> _What is expected_
Provide an exact copy of the lines from the beginning of the records through the line that includes "use std::time::Duration;", and of no others.

Stored items:

################

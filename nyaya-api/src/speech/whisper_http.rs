//! Whisper-compatible HTTP transcription
//!
//! Works with whisper.cpp's `server` (`/inference`) and OpenAI-style
//! `/v1/audio/transcriptions` endpoints: the clip goes out as a multipart
//! `file` part and the reply carries a JSON `text` field.

use super::{AudioClip, SpeechError, SpeechToText};
use async_trait::async_trait;
use reqwest::multipart::{Form, Part};
use reqwest::Client;
use serde::Deserialize;
use std::time::Duration;
use tracing::debug;

#[derive(Debug, Deserialize)]
struct WhisperResponse {
    text: String,
}

pub struct WhisperHttpProvider {
    http_client: Client,
    endpoint: String,
}

impl WhisperHttpProvider {
    pub fn new(endpoint: impl Into<String>, timeout: Duration) -> Result<Self, SpeechError> {
        let http_client = Client::builder().timeout(timeout).build()?;
        Ok(Self {
            http_client,
            endpoint: endpoint.into(),
        })
    }
}

#[async_trait]
impl SpeechToText for WhisperHttpProvider {
    async fn transcribe(&self, clip: AudioClip) -> Result<String, SpeechError> {
        debug!("Transcribing {} bytes via {}", clip.bytes.len(), self.endpoint);

        let part = Part::bytes(clip.bytes)
            .file_name(clip.filename)
            .mime_str(&clip.content_type)
            .map_err(|e| SpeechError::InvalidAudio(format!("Bad content type: {}", e)))?;
        let form = Form::new()
            .part("file", part)
            .text("response_format", "json");

        let response = self
            .http_client
            .post(&self.endpoint)
            .multipart(form)
            .send()
            .await?;

        let status = response.status();
        if !status.is_success() {
            let message = response.text().await.unwrap_or_default();
            return Err(SpeechError::Provider {
                status: status.as_u16(),
                message,
            });
        }

        let body: WhisperResponse = response
            .json()
            .await
            .map_err(|e| SpeechError::InvalidResponse(e.to_string()))?;

        Ok(body.text.trim().to_string())
    }

    fn name(&self) -> &'static str {
        "whisper-http"
    }
}
//! Legal query endpoints
//!
//! A query is classified by keyword, answered from the guidance table in the
//! requested language, and stored so it can be fetched again by id.

use axum::{extract::State, Json};
use nyaya_common::db;
use nyaya_common::models::{
    now_timestamp, Language, LegalQuery, NewQuery, TextQueryRequest, TextQueryResponse,
};
use serde::Deserialize;
use tracing::info;
use uuid::Uuid;

use crate::extract::{ApiJson, ApiPath, ApiQuery};
use crate::legal::{classify_query, guidance};
use crate::{ApiError, ApiResult, AppState};

/// Classify, answer and persist a query
pub(crate) async fn answer_and_store(
    state: &AppState,
    query_text: &str,
    language: Language,
) -> ApiResult<LegalQuery> {
    let category = classify_query(query_text);
    let query = LegalQuery {
        id: Uuid::new_v4(),
        query_text: query_text.to_string(),
        detected_language: language,
        category,
        response_text: guidance(category, language).to_string(),
        created_at: now_timestamp(),
    };

    db::insert_query(&state.db, &query).await?;
    info!("✓ Query created: {} ({})", category, language);

    Ok(query)
}

/// POST /api/queries
pub async fn create_query(
    State(state): State<AppState>,
    ApiJson(input): ApiJson<NewQuery>,
) -> ApiResult<Json<LegalQuery>> {
    let query_text = input.query_text.trim();
    if query_text.is_empty() {
        return Err(ApiError::BadRequest("Query cannot be empty".to_string()));
    }

    let query = answer_and_store(&state, query_text, input.language).await?;
    Ok(Json(query))
}

/// POST /api/text-query
///
/// Stateless variant returning only the answer.
pub async fn text_query(
    ApiJson(input): ApiJson<TextQueryRequest>,
) -> ApiResult<Json<TextQueryResponse>> {
    let query_text = input.query.trim();
    if query_text.is_empty() {
        return Err(ApiError::BadRequest("Query cannot be empty".to_string()));
    }

    let category = classify_query(query_text);
    Ok(Json(TextQueryResponse {
        answer: guidance(category, input.language).to_string(),
    }))
}

/// GET /api/queries/:id
pub async fn get_query(
    State(state): State<AppState>,
    ApiPath(id): ApiPath<Uuid>,
) -> ApiResult<Json<LegalQuery>> {
    Ok(Json(db::get_query(&state.db, id).await?))
}

#[derive(Debug, Deserialize)]
pub struct ListQueriesParams {
    #[serde(default = "default_limit")]
    pub limit: i64,
}

fn default_limit() -> i64 {
    20
}

/// GET /api/queries?limit=N
pub async fn list_queries(
    State(state): State<AppState>,
    ApiQuery(params): ApiQuery<ListQueriesParams>,
) -> ApiResult<Json<Vec<LegalQuery>>> {
    Ok(Json(db::list_queries(&state.db, params.limit).await?))
}
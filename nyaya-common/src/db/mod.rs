//! Database schema and queries

pub mod cases;
pub mod documents;
pub mod init;
pub mod queries;
pub mod students;

pub use cases::*;
pub use documents::*;
pub use init::*;
pub use queries::*;
pub use students::*;

use crate::{Error, Result};
use uuid::Uuid;

/// Maximum number of rows returned by list endpoints
pub const LIST_LIMIT: i64 = 100;

pub(crate) fn parse_uuid(column: &'static str, value: &str) -> Result<Uuid> {
    Uuid::parse_str(value)
        .map_err(|e| Error::corrupt(column, value, e))
}
//! Student volunteer queries

use super::{parse_uuid, LIST_LIMIT};
use crate::models::{CaseStatus, Student};
use crate::{Error, Resource, Result};
use sqlx::sqlite::SqliteRow;
use sqlx::{Row, SqlitePool};
use uuid::Uuid;

fn student_from_row(row: &SqliteRow) -> Result<Student> {
    let id: String = row.try_get("id")?;
    let skills: String = row.try_get("skills")?;

    Ok(Student {
        id: parse_uuid("student id", &id)?,
        name: row.try_get("name")?,
        email: row.try_get("email")?,
        college: row.try_get("college")?,
        skills: serde_json::from_str(&skills)
            .map_err(|e| Error::corrupt("skills", &skills, e))?,
        created_at: row.try_get("created_at")?,
    })
}

pub async fn insert_student(pool: &SqlitePool, student: &Student) -> Result<()> {
    let skills = serde_json::to_string(&student.skills)?;

    sqlx::query(
        "INSERT INTO students (id, name, email, college, skills, created_at) VALUES (?, ?, ?, ?, ?, ?)",
    )
    .bind(student.id.to_string())
    .bind(&student.name)
    .bind(&student.email)
    .bind(&student.college)
    .bind(skills)
    .bind(&student.created_at)
    .execute(pool)
    .await?;

    Ok(())
}

/// Students in registration order
pub async fn list_students(pool: &SqlitePool) -> Result<Vec<Student>> {
    let rows = sqlx::query("SELECT * FROM students ORDER BY created_at, rowid LIMIT ?")
        .bind(LIST_LIMIT)
        .fetch_all(pool)
        .await?;

    rows.iter().map(student_from_row).collect()
}

pub async fn get_student(pool: &SqlitePool, id: Uuid) -> Result<Student> {
    let row = sqlx::query("SELECT * FROM students WHERE id = ?")
        .bind(id.to_string())
        .fetch_optional(pool)
        .await?
        .ok_or_else(|| Error::NotFound(Resource::Student))?;

    student_from_row(&row)
}

pub async fn student_exists(pool: &SqlitePool, id: Uuid) -> Result<bool> {
    let count: i64 = sqlx::query_scalar("SELECT COUNT(*) FROM students WHERE id = ?")
        .bind(id.to_string())
        .fetch_one(pool)
        .await?;

    Ok(count > 0)
}

/// Delete a student. Cases assigned to them are released back to `open`.
pub async fn delete_student(pool: &SqlitePool, id: Uuid) -> Result<()> {
    let mut tx = pool.begin().await?;

    sqlx::query(
        "UPDATE cases SET status = CASE WHEN status = ? THEN ? ELSE status END, assigned_student_id = NULL WHERE assigned_student_id = ?",
    )
    .bind(CaseStatus::Assigned.as_str())
    .bind(CaseStatus::Open.as_str())
    .bind(id.to_string())
    .execute(&mut *tx)
    .await?;

    let result = sqlx::query("DELETE FROM students WHERE id = ?")
        .bind(id.to_string())
        .execute(&mut *tx)
        .await?;

    if result.rows_affected() == 0 {
        return Err(Error::NotFound(Resource::Student));
    }

    tx.commit().await?;
    Ok(())
}

/// Remove every student (used by seeding)
pub async fn clear_students(pool: &SqlitePool) -> Result<u64> {
    sqlx::query("UPDATE cases SET assigned_student_id = NULL")
        .execute(pool)
        .await?;

    let result = sqlx::query("DELETE FROM students").execute(pool).await?;
    Ok(result.rows_affected())
}
//! Error types for nyaya-api

use crate::speech::SpeechError;
use axum::{
    extract::rejection::{JsonRejection, PathRejection, QueryRejection},
    http::StatusCode,
    response::{IntoResponse, Response},
    Json,
};
use nyaya_common::models::{ErrorBody, ErrorDetail};
use thiserror::Error;
use tracing::error;

/// API error type
#[derive(Debug, Error)]
pub enum ApiError {
    /// Resource not found (404)
    #[error("Resource not found: {0}")]
    NotFound(String),

    /// Invalid request (400)
    #[error("Invalid request: {0}")]
    BadRequest(String),

    /// Request body, path or query string could not be extracted
    #[error("Invalid request: {message}")]
    Rejected { status: StatusCode, message: String },

    /// Upload exceeds the configured limit (413)
    #[error("Payload too large: {0}")]
    PayloadTooLarge(String),

    /// Speech engine not configured (503), failing (502) or handed bad audio (400)
    #[error(transparent)]
    Speech(#[from] SpeechError),

    /// Internal server error (500)
    #[error("Internal server error: {0}")]
    Internal(String),
}

impl From<nyaya_common::Error> for ApiError {
    fn from(err: nyaya_common::Error) -> Self {
        match err {
            nyaya_common::Error::NotFound(_) => ApiError::NotFound(err.to_string()),
            nyaya_common::Error::InvalidInput(msg) => ApiError::BadRequest(msg),
            other => ApiError::Internal(other.to_string()),
        }
    }
}

impl From<JsonRejection> for ApiError {
    fn from(rejection: JsonRejection) -> Self {
        ApiError::Rejected {
            status: rejection.status(),
            message: rejection.body_text(),
        }
    }
}

impl From<PathRejection> for ApiError {
    fn from(rejection: PathRejection) -> Self {
        ApiError::Rejected {
            status: rejection.status(),
            message: rejection.body_text(),
        }
    }
}

impl From<QueryRejection> for ApiError {
    fn from(rejection: QueryRejection) -> Self {
        ApiError::Rejected {
            status: rejection.status(),
            message: rejection.body_text(),
        }
    }
}

impl IntoResponse for ApiError {
    fn into_response(self) -> Response {
        let (status, code, message) = match self {
            ApiError::NotFound(msg) => (StatusCode::NOT_FOUND, "NOT_FOUND", msg),
            ApiError::BadRequest(msg) => (StatusCode::BAD_REQUEST, "BAD_REQUEST", msg),
            ApiError::Rejected { status, message } => (status, "INVALID_REQUEST", message),
            ApiError::PayloadTooLarge(msg) => {
                (StatusCode::PAYLOAD_TOO_LARGE, "PAYLOAD_TOO_LARGE", msg)
            }
            ApiError::Speech(ref err @ SpeechError::InvalidAudio(_)) => {
                (StatusCode::BAD_REQUEST, "BAD_REQUEST", err.to_string())
            }
            ApiError::Speech(ref err @ SpeechError::NotConfigured(_)) => (
                StatusCode::SERVICE_UNAVAILABLE,
                "SPEECH_UNAVAILABLE",
                err.to_string(),
            ),
            ApiError::Speech(ref err) => {
                error!("Speech engine error: {}", err);
                (StatusCode::BAD_GATEWAY, "SPEECH_FAILED", err.to_string())
            }
            ApiError::Internal(msg) => {
                error!("Internal error: {}", msg);
                (StatusCode::INTERNAL_SERVER_ERROR, "INTERNAL_ERROR", msg)
            }
        };

        let body = Json(ErrorBody {
            error: ErrorDetail {
                code: code.to_string(),
                message,
            },
        });

        (status, body).into_response()
    }
}

/// Result type for API handlers
pub type ApiResult<T> = Result<T, ApiError>;
mod cli;
mod config;
mod graph;
mod log;
mod process;
mod rerun;
mod scheduler;
mod script;
mod viz;
mod workflow;

use std::fs::File;
use std::sync::Arc;
use std::sync::atomic::{AtomicBool, Ordering};

use anyhow::{Context, Result};
use clap::Parser;
use tracing::{info, warn};
use tracing_subscriber::EnvFilter;

use cli::Cli;
use config::{RunnerConfig, Settings};
use graph::TaskGraph;
use log::{ExecutionLog, LogEvent};
use process::ShellSpawner;
use scheduler::Executor;
use workflow::Workflow;

const LOG_FILE: &str = "example.log";

fn main() -> Result<()> {
    let cli = Cli::parse();
    init_logging().context("failed to initialize logging")?;

    let cwd = std::env::current_dir()?;
    let (runner_config, config_path) = RunnerConfig::load(&cwd)?;
    match config_path {
        Some(ref p) => info!("loaded config from {}", p.display()),
        None => info!("no .dagrun/config.toml found, using defaults"),
    }
    let settings = Settings::resolve(&cli, &runner_config);

    let workflow = Workflow::load(&cli.workflowfile)
        .with_context(|| format!("failed to load workflow {}", cli.workflowfile.display()))?;
    let graph = TaskGraph::from_workflow(&workflow)
        .context("workflow dependency graph is invalid")?;

    if cli.visualize_workflow {
        viz::write_workflow_dot(&workflow, std::path::Path::new("workflow.gv"))?;
    }

    if cli.list_tasks {
        for stage in &workflow.stages {
            println!("{}", stage.name);
        }
        return Ok(());
    }

    if let Some(ref path) = cli.produce_script {
        script::produce_script(&workflow, &graph, path)?;
        return Ok(());
    }

    if let Some(ref label) = cli.target_stages {
        warn!(label = %label, "--target-stages is not implemented; ignoring");
    }

    let events = ExecutionLog::new(&settings.events_log)?;

    if let Some(ref target) = cli.rerun_from {
        let affected =
            rerun::invalidate_done_markers(&workflow, &graph, target, settings.dry_run)?;
        events.log(LogEvent::MarkersInvalidated {
            rerun_from: target.clone(),
            tasks: affected
                .iter()
                .map(|id| graph.name(*id).to_string())
                .collect(),
        })?;
    }

    events.log(LogEvent::RunStarted {
        workflow_file: cli.workflowfile.display().to_string(),
        task_count: workflow.stages.len(),
        mem_limit: settings.mem_limit,
        max_jobs_parallel: settings.max_jobs_parallel,
        dry_run: settings.dry_run,
    })?;

    let interrupted = Arc::new(AtomicBool::new(false));
    let flag = Arc::clone(&interrupted);
    ctrlc::set_handler(move || {
        flag.store(true, Ordering::SeqCst);
    })
    .context("failed to install interrupt handler")?;

    let spawner = ShellSpawner::new(settings.shell.clone());
    let mut executor = Executor::new(
        &workflow,
        &graph,
        &settings,
        spawner,
        Some(&events),
        interrupted,
    );
    let summary = executor.run()?;
    info!(
        tasks_done = summary.tasks_done,
        iterations = summary.scheduling_iterations,
        "workflow execution finished"
    );
    Ok(())
}

fn init_logging() -> Result<()> {
    let filter =
        EnvFilter::try_from_default_env().unwrap_or_else(|_| EnvFilter::new("dagrun=debug"));
    let log_file =
        File::create(LOG_FILE).with_context(|| format!("failed to create {LOG_FILE}"))?;
    tracing_subscriber::fmt()
        .with_env_filter(filter)
        .with_writer(Arc::new(log_file))
        .with_ansi(false)
        .with_target(false)
        .init();
    Ok(())
}
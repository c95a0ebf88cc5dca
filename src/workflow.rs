//! Workflow file loading and validation.
//!
//! A workflow is a JSON document of shape `{ "stages": [ ... ] }` where each
//! stage names a shell command, a working directory, its prerequisite stages,
//! and a memory reservation. Loading validates referential integrity up
//! front: every `needs` entry must resolve to a declared stage, names must be
//! unique, and no stage may list itself. Cycle detection happens later, when
//! the dependency graph is built.

use std::collections::HashSet;
use std::path::{Path, PathBuf};

use serde::Deserialize;
use thiserror::Error;

#[derive(Debug, Error)]
pub enum WorkflowError {
    #[error("failed to read workflow file {}", path.display())]
    Io {
        path: PathBuf,
        #[source]
        source: std::io::Error,
    },
    #[error("failed to parse workflow file {}", path.display())]
    Parse {
        path: PathBuf,
        #[source]
        source: serde_json::Error,
    },
    #[error("duplicate stage name '{0}'")]
    DuplicateStage(String),
    #[error("stage '{stage}' needs unknown stage '{dependency}'")]
    UnknownDependency { stage: String, dependency: String },
    #[error("stage '{0}' lists itself as a prerequisite")]
    SelfDependency(String),
    #[error("dependency cycle detected: {0}")]
    DependencyCycle(String),
}

/// Memory reservation for one stage, in bytes.
#[derive(Debug, Clone, Default, PartialEq, Eq, Deserialize)]
pub struct Resources {
    #[serde(default)]
    pub mem: u64,
}

/// One declared unit of shell work.
#[derive(Debug, Clone, PartialEq, Eq, Deserialize)]
pub struct Stage {
    pub name: String,
    pub cmd: String,
    /// Working directory; empty means the current directory.
    #[serde(default)]
    pub cwd: String,
    /// Names of prerequisite stages.
    #[serde(default)]
    pub needs: Vec<String>,
    #[serde(default)]
    pub resources: Resources,
    /// Scheduling weight grouping related stages; -1 means global.
    #[serde(default = "default_timeframe")]
    pub timeframe: i64,
}

fn default_timeframe() -> i64 {
    -1
}

#[derive(Debug, Clone, PartialEq, Eq, Deserialize)]
pub struct Workflow {
    pub stages: Vec<Stage>,
}

impl Workflow {
    /// Parse a workflow from JSON text and validate stage references.
    pub fn from_json(text: &str, origin: &Path) -> Result<Self, WorkflowError> {
        let workflow: Workflow =
            serde_json::from_str(text).map_err(|source| WorkflowError::Parse {
                path: origin.to_path_buf(),
                source,
            })?;
        workflow.validate()?;
        Ok(workflow)
    }

    /// Load and validate a workflow file.
    pub fn load(path: &Path) -> Result<Self, WorkflowError> {
        let text = std::fs::read_to_string(path).map_err(|source| WorkflowError::Io {
            path: path.to_path_buf(),
            source,
        })?;
        Self::from_json(&text, path)
    }

    fn validate(&self) -> Result<(), WorkflowError> {
        let mut seen = HashSet::new();
        for stage in &self.stages {
            if !seen.insert(stage.name.as_str()) {
                return Err(WorkflowError::DuplicateStage(stage.name.clone()));
            }
        }

        for stage in &self.stages {
            for dependency in &stage.needs {
                if dependency == &stage.name {
                    return Err(WorkflowError::SelfDependency(stage.name.clone()));
                }
                if !seen.contains(dependency.as_str()) {
                    return Err(WorkflowError::UnknownDependency {
                        stage: stage.name.clone(),
                        dependency: dependency.clone(),
                    });
                }
            }
        }

        Ok(())
    }
}
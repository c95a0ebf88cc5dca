use std::path::PathBuf;

use clap::Parser;

#[derive(Parser, Debug)]
#[command(
    name = "dagrun",
    about = "Parallel execution of a DAG command pipeline under resource constraints",
    version
)]
pub struct Cli {
    /// Input workflow file (JSON)
    #[arg(short = 'f', long)]
    pub workflowfile: PathBuf,

    /// Maximum number of parallel tasks (default 100)
    #[arg(short = 'j', long = "maxjobs", alias = "jmax")]
    pub maxjobs: Option<usize>,

    /// Show what would be done; tasks are replaced by echo stubs
    #[arg(long, default_value_t = false)]
    pub dry_run: bool,

    /// Save a Graphviz visualization of the workflow
    #[arg(long, default_value_t = false)]
    pub visualize_workflow: bool,

    /// Run the pipeline by target labels (reserved, not implemented)
    #[arg(long)]
    pub target_stages: Option<String>,

    /// Produce a shell script that runs the workflow serially, then quit
    #[arg(long)]
    pub produce_script: Option<PathBuf>,

    /// Rerun the workflow starting from the given task; all dependent
    /// tasks will be rerun as well
    #[arg(long)]
    pub rerun_from: Option<String>,

    /// List all task names and quit
    #[arg(long, default_value_t = false)]
    pub list_tasks: bool,

    /// Memory limit in bytes used as a scheduling constraint
    /// (default: total system memory)
    #[arg(long)]
    pub mem_limit: Option<u64>,
}
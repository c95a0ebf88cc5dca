//! Structured execution log — JSON lines per run.
//!
//! Every run appends self-contained JSON objects to a `.jsonl` file:
//! run start, task starts and exits, done-marker invalidation, aborts,
//! and drain. Each line carries an RFC 3339 timestamp, making the log
//! easy to grep, stream, and post-process.

use std::fs::File;
use std::io::{BufWriter, Write};
use std::path::{Path, PathBuf};
use std::sync::Mutex;

use anyhow::{Context, Result};
use chrono::Utc;
use serde::Serialize;
use tracing::debug;

/// A structured event in the execution log.
#[derive(Debug, Clone, Serialize)]
pub struct LogEntry {
    /// RFC 3339 timestamp.
    pub timestamp: String,
    /// The event type and its data.
    #[serde(flatten)]
    pub event: LogEvent,
}

/// All event types that can appear in the execution log.
#[derive(Debug, Clone, Serialize)]
#[serde(tag = "event", content = "data")]
#[serde(rename_all = "snake_case")]
pub enum LogEvent {
    /// The scheduler accepted a workflow and started the main loop.
    RunStarted {
        workflow_file: String,
        task_count: usize,
        mem_limit: u64,
        max_jobs_parallel: usize,
        dry_run: bool,
    },
    /// A task was admitted and its process spawned.
    TaskStarted {
        task: String,
        mem_booked: u64,
        iteration: u64,
    },
    /// A task process was reaped.
    TaskFinished {
        task: String,
        exit_code: Option<i32>,
        success: bool,
    },
    /// Done-markers were invalidated for a rerun.
    MarkersInvalidated {
        rerun_from: String,
        tasks: Vec<String>,
    },
    /// The run was aborted and the remaining children killed.
    PipelineAborted { reason: String, killed: usize },
    /// The graph drained with every task done.
    RunCompleted { tasks_done: usize },
}

/// Append-only JSONL writer for run events.
pub struct ExecutionLog {
    writer: Mutex<BufWriter<File>>,
    path: PathBuf,
}

impl ExecutionLog {
    pub fn new(path: &Path) -> Result<Self> {
        let file = File::create(path)
            .with_context(|| format!("failed to create execution log {}", path.display()))?;
        Ok(Self {
            writer: Mutex::new(BufWriter::new(file)),
            path: path.to_path_buf(),
        })
    }

    pub fn path(&self) -> &Path {
        &self.path
    }

    /// Append one event as a JSON line and flush it.
    pub fn log(&self, event: LogEvent) -> Result<()> {
        let entry = LogEntry {
            timestamp: Utc::now().to_rfc3339(),
            event,
        };
        let line = serde_json::to_string(&entry).context("failed to serialize log entry")?;
        debug!(log = %self.path.display(), "event: {line}");

        let mut writer = self
            .writer
            .lock()
            .map_err(|_| anyhow::anyhow!("execution log mutex poisoned"))?;
        writeln!(writer, "{line}")
            .and_then(|()| writer.flush())
            .with_context(|| format!("failed to write execution log {}", self.path.display()))?;
        Ok(())
    }
}
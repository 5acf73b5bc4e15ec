// Copyright (c) 2026 LearnHub Contributors
// SPDX-License-Identifier: AGPL-3.0

use serde::{Deserialize, Serialize};
use std::fmt;

/// Opaque user identifier issued by the auth provider.
#[derive(Debug, Clone, PartialEq, Eq, Hash, Serialize, Deserialize)]
pub struct UserId(pub String);

impl UserId {
    pub fn new(id: impl Into<String>) -> Self {
        Self(id.into())
    }

    pub fn as_str(&self) -> &str {
        &self.0
    }
}

impl fmt::Display for UserId {
    fn fmt(&self, f: &mut fmt::Formatter<'_>) -> fmt::Result {
        f.write_str(&self.0)
    }
}

/// Access token presented by the browser. Never logged.
#[derive(Clone, PartialEq, Eq)]
pub struct SessionToken(String);

impl SessionToken {
    pub fn new(token: impl Into<String>) -> Self {
        Self(token.into())
    }

    pub fn expose(&self) -> &str {
        &self.0
    }
}

impl fmt::Debug for SessionToken {
    fn fmt(&self, f: &mut fmt::Formatter<'_>) -> fmt::Result {
        f.write_str("SessionToken(<redacted>)")
    }
}

/// Credentials pulled off an incoming request, before the auth provider has
/// vouched for them.
#[derive(Debug, Clone, Default)]
pub struct SessionCredentials {
    pub token: Option<SessionToken>,
}

impl SessionCredentials {
    pub fn anonymous() -> Self {
        Self { token: None }
    }

    pub fn bearer(token: impl Into<String>) -> Self {
        Self {
            token: Some(SessionToken::new(token)),
        }
    }
}

/// Authenticated session as reported by the auth provider.
///
/// Read-only from the gateway's perspective: it is looked up per request and
/// dropped with it.
#[derive(Debug, Clone)]
pub struct Session {
    pub user_id: UserId,
    pub access_token: SessionToken,
}

impl Session {
    pub fn new(user_id: UserId, access_token: SessionToken) -> Self {
        Self {
            user_id,
            access_token,
        }
    }
}
// Copyright (c) 2026 LearnHub Contributors
// SPDX-License-Identifier: AGPL-3.0
//! # LearnHub Gateway Core
//!
//! Route access control for the LearnHub course marketplace: decides, per
//! request, whether a page may be served, whether the visitor must sign in,
//! or whether they belong on a different role dashboard.
//!
//! # Architecture
//!
//! - **Layer:** Core System
//! - **Purpose:** Domain policy, application orchestration, adapters, HTTP middleware

pub mod domain;
pub mod application;
pub mod infrastructure;
pub mod presentation;

pub use domain::*;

################

> _Answer box_
filename nyaya-api/src/speech/whisper_http.rs
//! Whisper-compatible HTTP transcription
//!
//! Works with whisper.cpp's `server` (`/inference`) and OpenAI-style
//! `/v1/audio/transcriptions` endpoints: the clip goes out as a multipart
//! `file` part and the reply carries a JSON `text` field.

use super::{AudioClip, SpeechError, SpeechToText};
use async_trait::async_trait;
use reqwest::multipart::{Form, Part};
use reqwest::Client;
use serde::Deserialize;
use std::time::Duration;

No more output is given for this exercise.